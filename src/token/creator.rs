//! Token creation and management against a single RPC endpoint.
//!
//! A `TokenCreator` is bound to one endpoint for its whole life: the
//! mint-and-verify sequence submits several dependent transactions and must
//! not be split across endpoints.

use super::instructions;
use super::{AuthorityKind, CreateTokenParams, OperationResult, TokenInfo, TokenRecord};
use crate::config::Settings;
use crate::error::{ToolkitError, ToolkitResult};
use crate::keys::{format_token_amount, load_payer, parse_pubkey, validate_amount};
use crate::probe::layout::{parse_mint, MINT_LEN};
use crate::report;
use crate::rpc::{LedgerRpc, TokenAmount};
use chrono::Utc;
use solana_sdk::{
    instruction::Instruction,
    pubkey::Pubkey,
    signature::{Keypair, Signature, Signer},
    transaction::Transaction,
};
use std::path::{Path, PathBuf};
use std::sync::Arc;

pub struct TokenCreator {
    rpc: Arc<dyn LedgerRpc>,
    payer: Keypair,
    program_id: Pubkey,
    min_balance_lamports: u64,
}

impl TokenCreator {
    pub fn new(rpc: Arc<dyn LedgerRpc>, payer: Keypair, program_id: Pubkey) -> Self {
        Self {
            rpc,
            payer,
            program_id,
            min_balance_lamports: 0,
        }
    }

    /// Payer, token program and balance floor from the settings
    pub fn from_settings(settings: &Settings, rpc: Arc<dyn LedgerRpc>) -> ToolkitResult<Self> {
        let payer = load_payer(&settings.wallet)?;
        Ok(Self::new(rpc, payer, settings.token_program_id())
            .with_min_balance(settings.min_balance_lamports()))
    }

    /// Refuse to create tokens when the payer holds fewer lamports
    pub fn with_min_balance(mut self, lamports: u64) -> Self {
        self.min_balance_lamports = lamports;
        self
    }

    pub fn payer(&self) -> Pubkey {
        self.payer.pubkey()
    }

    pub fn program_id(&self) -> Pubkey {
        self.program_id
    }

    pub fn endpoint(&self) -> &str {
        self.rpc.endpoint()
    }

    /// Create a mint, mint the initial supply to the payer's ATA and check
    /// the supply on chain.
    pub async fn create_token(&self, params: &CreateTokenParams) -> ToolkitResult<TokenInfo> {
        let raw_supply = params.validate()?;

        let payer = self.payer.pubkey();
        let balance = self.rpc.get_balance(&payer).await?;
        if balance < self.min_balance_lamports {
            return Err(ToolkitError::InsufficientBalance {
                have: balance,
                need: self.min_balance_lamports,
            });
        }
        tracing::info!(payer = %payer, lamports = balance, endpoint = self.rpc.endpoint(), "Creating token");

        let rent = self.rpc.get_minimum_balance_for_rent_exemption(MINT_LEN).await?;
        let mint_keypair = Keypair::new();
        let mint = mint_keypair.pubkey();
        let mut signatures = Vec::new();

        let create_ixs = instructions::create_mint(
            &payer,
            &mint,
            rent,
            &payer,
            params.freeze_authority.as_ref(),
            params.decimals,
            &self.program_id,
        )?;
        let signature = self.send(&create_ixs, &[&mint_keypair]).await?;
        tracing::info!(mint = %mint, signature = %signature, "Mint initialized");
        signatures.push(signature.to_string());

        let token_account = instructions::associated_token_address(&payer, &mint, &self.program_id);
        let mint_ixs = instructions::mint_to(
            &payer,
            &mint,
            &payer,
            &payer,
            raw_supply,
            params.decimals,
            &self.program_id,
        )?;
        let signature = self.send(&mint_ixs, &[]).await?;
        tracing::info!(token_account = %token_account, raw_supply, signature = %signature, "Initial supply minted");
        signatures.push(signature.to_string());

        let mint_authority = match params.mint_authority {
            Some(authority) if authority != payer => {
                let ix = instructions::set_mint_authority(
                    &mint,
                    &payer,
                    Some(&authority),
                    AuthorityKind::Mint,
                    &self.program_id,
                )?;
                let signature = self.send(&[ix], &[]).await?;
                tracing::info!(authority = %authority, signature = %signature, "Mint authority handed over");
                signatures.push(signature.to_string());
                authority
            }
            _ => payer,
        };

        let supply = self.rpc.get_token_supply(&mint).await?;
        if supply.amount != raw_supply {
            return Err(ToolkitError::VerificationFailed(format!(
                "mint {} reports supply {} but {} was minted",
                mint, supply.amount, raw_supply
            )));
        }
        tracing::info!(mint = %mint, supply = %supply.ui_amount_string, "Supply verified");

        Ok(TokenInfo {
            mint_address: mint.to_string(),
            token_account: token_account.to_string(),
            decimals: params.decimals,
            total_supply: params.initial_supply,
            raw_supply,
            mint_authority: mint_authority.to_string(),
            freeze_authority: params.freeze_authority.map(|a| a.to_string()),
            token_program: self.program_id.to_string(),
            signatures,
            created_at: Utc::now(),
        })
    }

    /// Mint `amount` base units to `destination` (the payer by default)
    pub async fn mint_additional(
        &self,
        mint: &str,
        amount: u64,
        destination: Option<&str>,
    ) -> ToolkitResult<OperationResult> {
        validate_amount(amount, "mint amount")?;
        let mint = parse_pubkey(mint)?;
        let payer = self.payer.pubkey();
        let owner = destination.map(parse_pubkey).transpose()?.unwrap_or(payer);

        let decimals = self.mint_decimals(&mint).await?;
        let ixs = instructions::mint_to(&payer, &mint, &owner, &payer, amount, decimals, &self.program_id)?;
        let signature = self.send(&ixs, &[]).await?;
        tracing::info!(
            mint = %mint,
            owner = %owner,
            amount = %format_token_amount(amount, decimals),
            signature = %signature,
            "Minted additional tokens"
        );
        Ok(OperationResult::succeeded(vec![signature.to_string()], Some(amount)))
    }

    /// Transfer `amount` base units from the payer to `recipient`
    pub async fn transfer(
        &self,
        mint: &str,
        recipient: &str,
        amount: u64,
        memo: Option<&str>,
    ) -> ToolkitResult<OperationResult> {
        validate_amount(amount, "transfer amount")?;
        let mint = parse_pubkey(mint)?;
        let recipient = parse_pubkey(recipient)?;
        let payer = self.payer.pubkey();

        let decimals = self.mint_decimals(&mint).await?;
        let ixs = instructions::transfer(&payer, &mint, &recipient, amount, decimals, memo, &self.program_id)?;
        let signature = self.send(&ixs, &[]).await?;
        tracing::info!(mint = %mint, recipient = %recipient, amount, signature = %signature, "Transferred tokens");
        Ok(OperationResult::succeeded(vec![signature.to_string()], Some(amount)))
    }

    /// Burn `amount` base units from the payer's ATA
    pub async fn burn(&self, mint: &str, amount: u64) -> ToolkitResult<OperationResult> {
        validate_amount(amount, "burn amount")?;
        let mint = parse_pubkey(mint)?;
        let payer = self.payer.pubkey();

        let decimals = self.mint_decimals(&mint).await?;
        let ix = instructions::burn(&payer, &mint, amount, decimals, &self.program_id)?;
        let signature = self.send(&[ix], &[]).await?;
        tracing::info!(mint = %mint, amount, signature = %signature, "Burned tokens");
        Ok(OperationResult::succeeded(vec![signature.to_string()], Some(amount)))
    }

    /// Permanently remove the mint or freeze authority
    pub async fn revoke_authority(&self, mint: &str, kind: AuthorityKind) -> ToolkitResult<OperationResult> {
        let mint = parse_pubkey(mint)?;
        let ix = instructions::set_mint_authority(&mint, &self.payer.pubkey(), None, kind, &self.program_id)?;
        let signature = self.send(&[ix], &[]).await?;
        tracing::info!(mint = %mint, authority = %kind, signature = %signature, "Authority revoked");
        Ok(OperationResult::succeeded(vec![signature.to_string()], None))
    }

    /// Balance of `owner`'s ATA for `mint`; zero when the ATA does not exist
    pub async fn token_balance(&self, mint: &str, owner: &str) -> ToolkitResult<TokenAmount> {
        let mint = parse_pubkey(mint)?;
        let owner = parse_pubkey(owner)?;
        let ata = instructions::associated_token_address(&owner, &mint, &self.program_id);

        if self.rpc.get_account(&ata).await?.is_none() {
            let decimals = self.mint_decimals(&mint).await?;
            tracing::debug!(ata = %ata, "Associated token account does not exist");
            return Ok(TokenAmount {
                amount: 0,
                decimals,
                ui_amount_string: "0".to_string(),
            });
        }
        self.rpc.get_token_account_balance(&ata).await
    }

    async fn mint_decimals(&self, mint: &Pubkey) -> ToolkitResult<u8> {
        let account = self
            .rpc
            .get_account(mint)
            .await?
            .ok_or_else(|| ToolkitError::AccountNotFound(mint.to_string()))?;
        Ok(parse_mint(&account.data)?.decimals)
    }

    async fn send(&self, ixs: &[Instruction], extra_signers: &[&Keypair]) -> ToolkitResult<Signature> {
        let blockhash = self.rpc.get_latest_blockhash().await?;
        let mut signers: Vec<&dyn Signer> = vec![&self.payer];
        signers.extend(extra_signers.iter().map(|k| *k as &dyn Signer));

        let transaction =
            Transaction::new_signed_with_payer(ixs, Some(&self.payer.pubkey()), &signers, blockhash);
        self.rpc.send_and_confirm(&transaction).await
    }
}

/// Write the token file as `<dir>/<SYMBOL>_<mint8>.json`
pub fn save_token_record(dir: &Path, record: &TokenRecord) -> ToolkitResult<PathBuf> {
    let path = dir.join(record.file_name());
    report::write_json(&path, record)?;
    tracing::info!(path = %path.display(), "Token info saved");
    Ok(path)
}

----------

Instructions to follow: Answer with one number: how many lines of the entries above include the word "PathBuf".

Task solution: 2